━━━ Material shown

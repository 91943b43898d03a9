use actix_web::{HttpResponse, Responder, get, post, web};
use actix_web_flash_messages::{FlashMessage, IncomingFlashMessages};
use tera::Tera;

use crate::forms::products::{ProductDetailForm, ProductForm};
use crate::repository::DieselRepository;
use crate::routes::{base_context, not_found, redirect, render_template};
use crate::services::ServiceError;
use crate::services::products::{
    ProductFormPage, ProductsQuery, create_product, load_edit_product_form,
    load_new_product_form, load_product_view, load_products_page, modify_product,
    rejected_product_form, remove_product,
};

/// Parses the urlencoded body into the product form and, independently, the detail form.
///
/// `etiquetas` repeats once per checked tag, which `web::Form` cannot collect.
fn parse_body(body: &[u8]) -> Result<(ProductForm, ProductDetailForm), HttpResponse> {
    let form = serde_html_form::from_bytes::<ProductForm>(body);
    let detail = serde_html_form::from_bytes::<ProductDetailForm>(body);

    match (form, detail) {
        (Ok(form), Ok(detail)) => Ok((form, detail)),
        (Err(err), _) | (_, Err(err)) => {
            log::warn!("Rejected malformed product form: {err}");
            Err(HttpResponse::BadRequest().finish())
        }
    }
}

fn render_form(
    tera: &Tera,
    flash_messages: &IncomingFlashMessages,
    page: &ProductFormPage,
) -> HttpResponse {
    let mut context = base_context(flash_messages, "productos");
    context.insert("form", &page.form);
    context.insert("detail", &page.detail);
    context.insert("errors", &page.errors);
    context.insert("selected_tags", &page.selected_tags);
    context.insert("categories", &page.categories);
    context.insert("tags", &page.tags);
    context.insert("product", &page.product);
    context.insert(
        "accion",
        if page.product.is_some() {
            "Editar"
        } else {
            "Crear"
        },
    );
    render_template(tera, "productos/formulario.html", &context)
}

fn render_rejected(
    repo: &DieselRepository,
    tera: &Tera,
    flash_messages: &IncomingFlashMessages,
    product_id: Option<i32>,
    submitted: (ProductForm, ProductDetailForm),
    errors: crate::forms::FormErrors,
) -> HttpResponse {
    let (form, detail) = submitted;
    match rejected_product_form(repo, product_id, form, detail, errors) {
        Ok(page) => render_form(tera, flash_messages, &page),
        Err(ServiceError::NotFound) => not_found(tera),
        Err(err) => {
            log::error!("Failed to reload product form: {err}");
            HttpResponse::InternalServerError().finish()
        }
    }
}

#[get("/productos")]
pub async fn show_products(
    params: web::Query<ProductsQuery>,
    repo: web::Data<DieselRepository>,
    flash_messages: IncomingFlashMessages,
    tera: web::Data<Tera>,
) -> impl Responder {
    match load_products_page(repo.get_ref(), params.into_inner()) {
        Ok(data) => {
            let mut context = base_context(&flash_messages, "productos");
            context.insert("products", &data.products);
            context.insert("categories", &data.categories);
            context.insert("search", &data.search);
            context.insert("selected_category", &data.selected_category);
            render_template(&tera, "productos/lista.html", &context)
        }
        Err(err) => {
            log::error!("Failed to list products: {err}");
            HttpResponse::InternalServerError().finish()
        }
    }
}

#[get("/productos/crear")]
pub async fn new_product(
    repo: web::Data<DieselRepository>,
    flash_messages: IncomingFlashMessages,
    tera: web::Data<Tera>,
) -> impl Responder {
    match load_new_product_form(repo.get_ref()) {
        Ok(page) => render_form(&tera, &flash_messages, &page),
        Err(err) => {
            log::error!("Failed to load product form: {err}");
            HttpResponse::InternalServerError().finish()
        }
    }
}

#[post("/productos/crear")]
pub async fn add_product(
    repo: web::Data<DieselRepository>,
    flash_messages: IncomingFlashMessages,
    tera: web::Data<Tera>,
    body: web::Bytes,
) -> impl Responder {
    let (form, detail) = match parse_body(&body) {
        Ok(parsed) => parsed,
        Err(response) => return response,
    };

    match create_product(repo.get_ref(), &form, &detail) {
        Ok(product) => {
            FlashMessage::success(format!("Producto «{}» creado.", product.name)).send();
            redirect("/productos")
        }
        Err(ServiceError::Form(errors)) => render_rejected(
            repo.get_ref(),
            &tera,
            &flash_messages,
            None,
            (form, detail),
            errors,
        ),
        Err(err) => {
            log::error!("Failed to create product: {err}");
            HttpResponse::InternalServerError().finish()
        }
    }
}

#[get("/productos/{product_id:\\d+}")]
pub async fn show_product(
    path: web::Path<i32>,
    repo: web::Data<DieselRepository>,
    flash_messages: IncomingFlashMessages,
    tera: web::Data<Tera>,
) -> impl Responder {
    let product_id = path.into_inner();

    match load_product_view(repo.get_ref(), product_id) {
        Ok(product) => {
            let mut context = base_context(&flash_messages, "productos");
            context.insert("product", &product);
            render_template(&tera, "productos/detalle.html", &context)
        }
        Err(ServiceError::NotFound) => not_found(&tera),
        Err(err) => {
            log::error!("Failed to load product {product_id}: {err}");
            HttpResponse::InternalServerError().finish()
        }
    }
}

#[get("/productos/{product_id:\\d+}/editar")]
pub async fn edit_product_form(
    path: web::Path<i32>,
    repo: web::Data<DieselRepository>,
    flash_messages: IncomingFlashMessages,
    tera: web::Data<Tera>,
) -> impl Responder {
    let product_id = path.into_inner();

    match load_edit_product_form(repo.get_ref(), product_id) {
        Ok(page) => render_form(&tera, &flash_messages, &page),
        Err(ServiceError::NotFound) => not_found(&tera),
        Err(err) => {
            log::error!("Failed to load product {product_id}: {err}");
            HttpResponse::InternalServerError().finish()
        }
    }
}

#[post("/productos/{product_id:\\d+}/editar")]
pub async fn edit_product(
    path: web::Path<i32>,
    repo: web::Data<DieselRepository>,
    flash_messages: IncomingFlashMessages,
    tera: web::Data<Tera>,
    body: web::Bytes,
) -> impl Responder {
    let product_id = path.into_inner();
    let (form, detail) = match parse_body(&body) {
        Ok(parsed) => parsed,
        Err(response) => return response,
    };

    match modify_product(repo.get_ref(), product_id, &form, &detail) {
        Ok(product) => {
            FlashMessage::success(format!("Producto «{}» actualizado.", product.name)).send();
            redirect(&format!("/productos/{}", product.id))
        }
        Err(ServiceError::Form(errors)) => render_rejected(
            repo.get_ref(),
            &tera,
            &flash_messages,
            Some(product_id),
            (form, detail),
            errors,
        ),
        Err(ServiceError::NotFound) => not_found(&tera),
        Err(err) => {
            log::error!("Failed to modify product {product_id}: {err}");
            HttpResponse::InternalServerError().finish()
        }
    }
}

#[get("/productos/{product_id:\\d+}/eliminar")]
pub async fn delete_product_confirmation(
    path: web::Path<i32>,
    repo: web::Data<DieselRepository>,
    flash_messages: IncomingFlashMessages,
    tera: web::Data<Tera>,
) -> impl Responder {
    let product_id = path.into_inner();

    match load_product_view(repo.get_ref(), product_id) {
        Ok(product) => {
            let mut context = base_context(&flash_messages, "productos");
            context.insert("product", &product);
            render_template(&tera, "productos/eliminar.html", &context)
        }
        Err(ServiceError::NotFound) => not_found(&tera),
        Err(err) => {
            log::error!("Failed to load product {product_id}: {err}");
            HttpResponse::InternalServerError().finish()
        }
    }
}

#[post("/productos/{product_id:\\d+}/eliminar")]
pub async fn delete_product(
    path: web::Path<i32>,
    repo: web::Data<DieselRepository>,
    tera: web::Data<Tera>,
) -> impl Responder {
    let product_id = path.into_inner();

    match remove_product(repo.get_ref(), product_id) {
        Ok(()) => {
            FlashMessage::success("Producto eliminado.").send();
            redirect("/productos")
        }
        Err(ServiceError::NotFound) => not_found(&tera),
        Err(err) => {
            log::error!("Failed to delete product {product_id}: {err}");
            HttpResponse::InternalServerError().finish()
        }
    }
}
pub mod category;
pub mod product;
pub mod product_detail;
pub mod product_tag;
pub mod tag;
use std::sync::Arc;

use crate::{
    Dashboard,
    gui::screens::{
        ScreenMessage, dashboard_page::DashboardPageScreen, loading_page::LoadingPageScreen,
    },
};

#[derive(Debug)]
pub enum Message {
    LoadingPage(ScreenMessage<LoadingPageScreen>),
    DashboardPage(ScreenMessage<DashboardPageScreen>),
    Loaded(Result<Dashboard, Arc<anyhow::Error>>),
}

━━━━━━

# The task:
Check every line of the data above for the string "crate", and copy those that have it.

# Solution for this task:
use crate::forms::products::{ProductDetailForm, ProductForm};
use crate::repository::DieselRepository;
use crate::routes::{base_context, not_found, redirect, render_template};
use crate::services::ServiceError;
use crate::services::products::{
    errors: crate::forms::FormErrors,
use crate::{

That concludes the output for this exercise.